Task description: Could you show all lines in the entries below that contain the string "WriterConfig"?

Exercise material:

#[cfg(test)]
mod tests {
    use super::super::writer::ContainerWriter;
    use super::*;
    use crate::attrs;
    use crate::io::options::WriterConfig;

    fn sample_tree() -> Group {
        let mut root = Group::new("").with_attrs(attrs! { "number_data_models" => 1i64 });
        let mut child = Group::new("Image0").with_attrs(attrs! {
            "nested" => attrs! { "list" => vec![AttrValue::from(1i64), "two".into()] },
            "flag" => true,
            "beam" => ArrayData::vector(vec![0.1f64, 0.2]),
        });
        child.push_dataset(
            "pixels",
            attrs! { "units" => "Jy" },
            ArrayData::from_shape_vec(&[2, 2], vec![1.0f32, 2.0, 3.0, 4.0]).unwrap(),
        );
        root.push_group(child);
        root
    }

    fn roundtrip(writer: &WriterConfig) -> Group {
        let bytes = ContainerWriter::new(writer)
            .write_document(&sample_tree())
            .unwrap();
        let reader = ReaderConfig::default();
        ContainerReader::new(&bytes, &reader)
            .unwrap()
            .read_document()
            .unwrap()
    }

    #[test]
    fn test_tree_roundtrip() {
        assert_eq!(roundtrip(&WriterConfig::default()), sample_tree());
        let zstd = WriterConfig {
            compression: crate::io::options::Compression::Zstd { level: 3 },
            checksum: false,
        };
        assert_eq!(roundtrip(&zstd), sample_tree());
    }

    #[test]
    fn test_corrupt_byte_fails_checksum() {
        let mut bytes = ContainerWriter::new(&WriterConfig::default())
            .write_document(&sample_tree())
            .unwrap();
        let mid = bytes.len() / 2;
        bytes[mid] ^= 0xFF;
        let config = ReaderConfig::default();
        let err = ContainerReader::new(&bytes, &config).err().unwrap();
        assert!(matches!(err, CodecError::MalformedPayload { .. }));
    }

    #[test]
    fn test_truncation_is_malformed() {
        let config = WriterConfig {
            compression: crate::io::options::Compression::None,
            checksum: false,
        };
        let bytes = ContainerWriter::new(&config)
            .write_document(&sample_tree())
            .unwrap();
        let reader = ReaderConfig::default();
        for cut in [13, 20, bytes.len() / 2, bytes.len() - 1] {
            let result = ContainerReader::new(&bytes[..cut], &reader).and_then(|r| r.read_document());
            assert!(
                matches!(result, Err(CodecError::MalformedPayload { .. })),
                "cut at {cut}"
            );
        }
    }

    #[test]
    fn test_size_limit() {
        let bytes = ContainerWriter::new(&WriterConfig::default())
            .write_document(&sample_tree())
            .unwrap();
        let reader = ReaderConfig {
            max_payload_bytes: Some(16),
            verify_checksum: true,
        };
        assert!(ContainerReader::new(&bytes, &reader).is_err());
    }

    /// An unchecksummed document whose root holds one zstd dataset with the
    /// given header and stored bytes.
    fn zstd_document(dtype: DType, shape: &[u64], stored: &[u8]) -> Vec<u8> {
        use byteorder::WriteBytesExt;
        let mut out = CONTAINER_MAGIC.to_vec();
        out.write_u16::<LittleEndian>(CONTAINER_VERSION).unwrap();
        out.write_u16::<LittleEndian>(0).unwrap();
        // root group: op, empty name, no attrs, one child
        out.write_u8(OP_GROUP).unwrap();
        out.write_u32::<LittleEndian>(0).unwrap();
        out.write_u32::<LittleEndian>(0).unwrap();
        out.write_u32::<LittleEndian>(1).unwrap();
        out.write_u8(OP_DATASET).unwrap();
        out.write_u32::<LittleEndian>(1).unwrap();
        out.push(b'd');
        out.write_u32::<LittleEndian>(0).unwrap();
        out.write_u8(dtype.tag()).unwrap();
        out.write_u32::<LittleEndian>(shape.len() as u32).unwrap();
        for &extent in shape {
            out.write_u64::<LittleEndian>(extent).unwrap();
        }
        out.write_u8(COMPRESSION_ZSTD).unwrap();
        out.write_u64::<LittleEndian>(stored.len() as u64).unwrap();
        out.extend_from_slice(stored);
        out
    }

    fn limited(max: u64) -> ReaderConfig {
        ReaderConfig {
            max_payload_bytes: Some(max),
            verify_checksum: true,
        }
    }

    #[test]
    fn test_declared_size_checked_before_inflating() {
        // The stored bytes are not zstd at all: only a check that runs before
        // decompression can produce the size-limit error.
        let bytes = zstd_document(DType::Float64, &[1 << 30], &[0xde, 0xad, 0xbe, 0xef]);
        let config = limited(1 << 20);
        let err = ContainerReader::new(&bytes, &config)
            .and_then(|r| r.read_document())
            .unwrap_err();
        match err {
            CodecError::MalformedPayload { message, .. } => {
                assert!(message.contains("8589934592 bytes exceeds limit"), "{message}")
            }
            other => panic!("expected MalformedPayload, got {other}"),
        }
    }

    #[test]
    fn test_highly_compressed_dataset_rejected() {
        let zeros = vec![0u8; 8 << 20];
        let stored = zstd::bulk::compress(&zeros, 19).unwrap();
        let bytes = zstd_document(DType::Float64, &[1 << 20], &stored);
        assert!(bytes.len() < 64 << 10);

        let config = limited(1 << 20);
        let err = ContainerReader::new(&bytes, &config)
            .and_then(|r| r.read_document())
            .unwrap_err();
        assert!(matches!(err, CodecError::MalformedPayload { .. }), "{err}");

        let config = limited(16 << 20);
        let root = ContainerReader::new(&bytes, &config)
            .unwrap()
            .read_document()
            .unwrap();
        assert_eq!(root.dataset("d").unwrap().data.shape(), &[1 << 20]);
    }

    #[test]
    fn test_inflated_length_must_match_header() {
        let three = ArrayData::vector(vec![1.0f64, 2.0, 3.0]).to_le_bytes().unwrap();
        let stored = zstd::bulk::compress(&three, 3).unwrap();
        for declared in [2u64, 4] {
            let bytes = zstd_document(DType::Float64, &[declared], &stored);
            let config = ReaderConfig::default();
            let err = ContainerReader::new(&bytes, &config)
                .and_then(|r| r.read_document())
                .unwrap_err();
            assert!(matches!(err, CodecError::MalformedPayload { .. }), "{declared}: {err}");
        }
    }

    #[test]
    fn test_compressed_strings_bounded_by_limit() {
        let long = ArrayData::vector(vec!["y".repeat(4096); 64]).to_le_bytes().unwrap();
        let stored = zstd::bulk::compress(&long, 19).unwrap();
        let bytes = zstd_document(DType::String, &[64], &stored);
        let config = limited(64 << 10);
        let err = ContainerReader::new(&bytes, &config)
            .and_then(|r| r.read_document())
            .unwrap_err();
        assert!(matches!(err, CodecError::MalformedPayload { .. }), "{err}");
        let config = ReaderConfig::default();
        assert!(ContainerReader::new(&bytes, &config)
            .and_then(|r| r.read_document())
            .is_ok());
    }

    #[test]
    fn test_not_a_container() {
        let config = ReaderConfig::default();
        assert!(ContainerReader::new(b"\x89HDF\r\n\x1a\n\0\0\0\0", &config).is_err());
    }
}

Result of the exercise:
    use crate::io::options::WriterConfig;
    fn roundtrip(writer: &WriterConfig) -> Group {
        assert_eq!(roundtrip(&WriterConfig::default()), sample_tree());
        let zstd = WriterConfig {
        let mut bytes = ContainerWriter::new(&WriterConfig::default())
        let config = WriterConfig {
        let bytes = ContainerWriter::new(&WriterConfig::default())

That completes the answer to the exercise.